Una sorta di “fiducia nella fiducia”, sostiene M. Marzano, che sta alla base dell’amore, così come dell’amicizia e della fede. Avendo la stessa struttura – asimmetrica – del dono, la fiducia ci mette completamente a nudo, a diretto contatto con tutto quello che siamo e che ci caratterizza: le nostre certezze ma anche, e soprattutto, le nostre debolezze e il bisogno di ricevere attenzione dall’altro. Esprime la necessità che abbiamo di aggrapparci a qualche certezza, in cui sentirci protetti, ma paradossalmente il regno in cui ci addentriamo è proprio quello dell’incertezza, del rischio e del tradimento.
A quali condizioni ci si dovrebbe dunque fidare, se incombe sempre la possibilità del tradimento? Condizione necessaria ed indispensabile per potersi fidare è avere una base di fiducia in se stessi che permetta di sopravvivere al tradimento effettivo e alla possibilità del tradimento.
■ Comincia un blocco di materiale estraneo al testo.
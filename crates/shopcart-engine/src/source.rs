//! # Site Configuration Sources
//!
//! Where the shipping policy comes from. The storefront publishes a site
//! settings document; only its `shipping` section matters to the cart.
//!
//! ## Consumed Document
//! ```json
//! {
//!   "shipping": {
//!     "freeShippingThreshold": 50,
//!     "standardShippingCost": 5,
//!     "expressShippingCost": 12
//!   },
//!   "...": "other site metadata, ignored"
//! }
//! ```
//!
//! Amounts are major currency units. Missing fields default to zero; a
//! missing `shipping` section, an empty body or a `null` document means there
//! is no policy at all.

use async_trait::async_trait;
use serde::Deserialize;
use std::path::PathBuf;
use std::time::Duration;
use tracing::debug;

use shopcart_core::{Money, ShippingConfig};

use crate::error::{SourceError, SourceResult};

// =============================================================================
// Remote Document
// =============================================================================

/// The site settings document as published.
#[derive(Debug, Clone, Default, PartialEq, Deserialize)]
#[serde(rename_all = "camelCase")]
pub struct RemoteSiteConfig {
    #[serde(default)]
    pub shipping: Option<RemoteShipping>,
}

/// The `shipping` section of [`RemoteSiteConfig`].
#[derive(Debug, Clone, Default, PartialEq, Deserialize)]
#[serde(rename_all = "camelCase")]
pub struct RemoteShipping {
    #[serde(default)]
    pub free_shipping_threshold: Option<f64>,
    #[serde(default)]
    pub standard_shipping_cost: Option<f64>,
    #[serde(default)]
    pub express_shipping_cost: Option<f64>,
}

impl RemoteSiteConfig {
    /// Decodes a document body.
    ///
    /// An empty body or a literal `null` decodes to a document without a
    /// shipping section.
    pub fn from_json(body: &str) -> SourceResult<Self> {
        if body.trim().is_empty() {
            return Ok(RemoteSiteConfig::default());
        }

        let document: Option<RemoteSiteConfig> = serde_json::from_str(body)?;
        Ok(document.unwrap_or_default())
    }

    /// Document with the given shipping amounts (major units).
    pub fn with_shipping(threshold: f64, standard: f64, express: f64) -> Self {
        RemoteSiteConfig {
            shipping: Some(RemoteShipping {
                free_shipping_threshold: Some(threshold),
                standard_shipping_cost: Some(standard),
                express_shipping_cost: Some(express),
            }),
        }
    }

    /// Extracts the shipping policy.
    ///
    /// ## Errors
    /// - `Empty` when there is no shipping section
    /// - `Malformed` for negative, non-finite or out-of-range amounts
    pub fn shipping_config(&self) -> SourceResult<ShippingConfig> {
        self.shipping
            .as_ref()
            .ok_or(SourceError::Empty)?
            .to_config()
    }
}

impl RemoteShipping {
    /// Converts to a validated policy, rounding amounts to cents.
    pub fn to_config(&self) -> SourceResult<ShippingConfig> {
        let threshold = amount("freeShippingThreshold", self.free_shipping_threshold)?;
        let standard = amount("standardShippingCost", self.standard_shipping_cost)?;
        let express = amount("expressShippingCost", self.express_shipping_cost)?;

        ShippingConfig::new(threshold, standard, express)
            .map_err(|e| SourceError::Malformed(e.to_string()))
    }
}

fn amount(field: &str, value: Option<f64>) -> SourceResult<Money> {
    match value {
        None => Ok(Money::zero()),
        Some(value) => Money::from_major_f64(value)
            .ok_or_else(|| SourceError::Malformed(format!("{field} is not a valid amount"))),
    }
}

// =============================================================================
// Source Trait
// =============================================================================

/// Something that can produce the site settings document.
///
/// One call is one request: implementations never retry.
#[async_trait]
pub trait ShippingConfigSource: Send + Sync {
    async fn fetch(&self) -> SourceResult<RemoteSiteConfig>;

    /// Human-readable origin for log events.
    fn describe(&self) -> String;
}

// =============================================================================
// HTTP Source
// =============================================================================

/// Fetches the document with a GET request.
#[derive(Debug, Clone)]
pub struct HttpConfigSource {
    client: reqwest::Client,
    url: String,
    timeout: Duration,
}

impl HttpConfigSource {
    pub fn new(url: impl Into<String>, timeout: Duration) -> SourceResult<Self> {
        let client = reqwest::Client::builder()
            .timeout(timeout)
            .build()
            .map_err(|e| SourceError::Transport(e.to_string()))?;

        Ok(HttpConfigSource {
            client,
            url: url.into(),
            timeout,
        })
    }

    pub fn url(&self) -> &str {
        &self.url
    }

    fn classify(&self, err: reqwest::Error) -> SourceError {
        if err.is_timeout() {
            SourceError::Timeout {
                millis: self.timeout.as_millis() as u64,
            }
        } else if err.is_decode() || err.is_body() {
            SourceError::Malformed(err.to_string())
        } else {
            SourceError::Transport(err.to_string())
        }
    }
}

#[async_trait]
impl ShippingConfigSource for HttpConfigSource {
    async fn fetch(&self) -> SourceResult<RemoteSiteConfig> {
        debug!(url = %self.url, "Requesting site configuration");

        let response = self
            .client
            .get(&self.url)
            .header("Accept", "application/json")
            .send()
            .await
            .map_err(|e| self.classify(e))?;

        let status = response.status();
        if !status.is_success() {
            return Err(SourceError::Status(status.as_u16()));
        }

        let body = response.text().await.map_err(|e| self.classify(e))?;
        RemoteSiteConfig::from_json(&body)
    }

    fn describe(&self) -> String {
        self.url.clone()
    }
}

// =============================================================================
// File Source
// =============================================================================

/// Reads the document from a local JSON file.
#[derive(Debug, Clone)]
pub struct FileConfigSource {
    path: PathBuf,
}

impl FileConfigSource {
    pub fn new(path: impl Into<PathBuf>) -> Self {
        FileConfigSource { path: path.into() }
    }
}

#[async_trait]
impl ShippingConfigSource for FileConfigSource {
    async fn fetch(&self) -> SourceResult<RemoteSiteConfig> {
        debug!(path = ?self.path, "Reading site configuration");
        let body = tokio::fs::read_to_string(&self.path).await?;
        RemoteSiteConfig::from_json(&body)
    }

    fn describe(&self) -> String {
        self.path.display().to_string()
    }
}

// =============================================================================
// Static Source
// =============================================================================

/// Returns a fixed result, optionally after a delay.
#[derive(Debug, Clone)]
pub struct StaticConfigSource {
    result: SourceResult<RemoteSiteConfig>,
    delay: Option<Duration>,
}

impl StaticConfigSource {
    /// Always returns `document`.
    pub fn new(document: RemoteSiteConfig) -> Self {
        StaticConfigSource {
            result: Ok(document),
            delay: None,
        }
    }

    /// Always fails with `error`.
    pub fn failing(error: SourceError) -> Self {
        StaticConfigSource {
            result: Err(error),
            delay: None,
        }
    }

    /// Waits `delay` before answering.
    pub fn with_delay(mut self, delay: Duration) -> Self {
        self.delay = Some(delay);
        self
    }
}

#[async_trait]
impl ShippingConfigSource for StaticConfigSource {
    async fn fetch(&self) -> SourceResult<RemoteSiteConfig> {
        if let Some(delay) = self.delay {
            tokio::time::sleep(delay).await;
        }
        self.result.clone()
    }

    fn describe(&self) -> String {
        "static".to_string()
    }
}

// =============================================================================
// Unit Tests
// =============================================================================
Se mi fido di me stesso, pertanto, riesco a non andare in pezzi e a non perdermi, anche qualora l’altro dovesse ferirmi o deludermi. Dietro alla fiducia (così come all’amore) c’è sempre un problema di “riconoscimento”, tema cardine del pensiero filosofico di Axel Honneth.

E’ il riconoscimento di quello che siamo che ci porta ad avere fiducia

dice la filosofa, avviandosi alla conclusione.
Per ricreare una “società della fiducia” bisognerebbe allontanarsi dall’ideologia liberale dei winners e dei loosers, trionfante negli ultimi decenni, allo scopo di riscrivere le regole del vivere insieme, o in altri termini, quella grammatica degli affetti e delle relazioni, necessaria a garantire una corretta etica del riconoscimento tra gli individui.

Sara Roggi

Eleonora Guella

[Immagini tratte da Google Images]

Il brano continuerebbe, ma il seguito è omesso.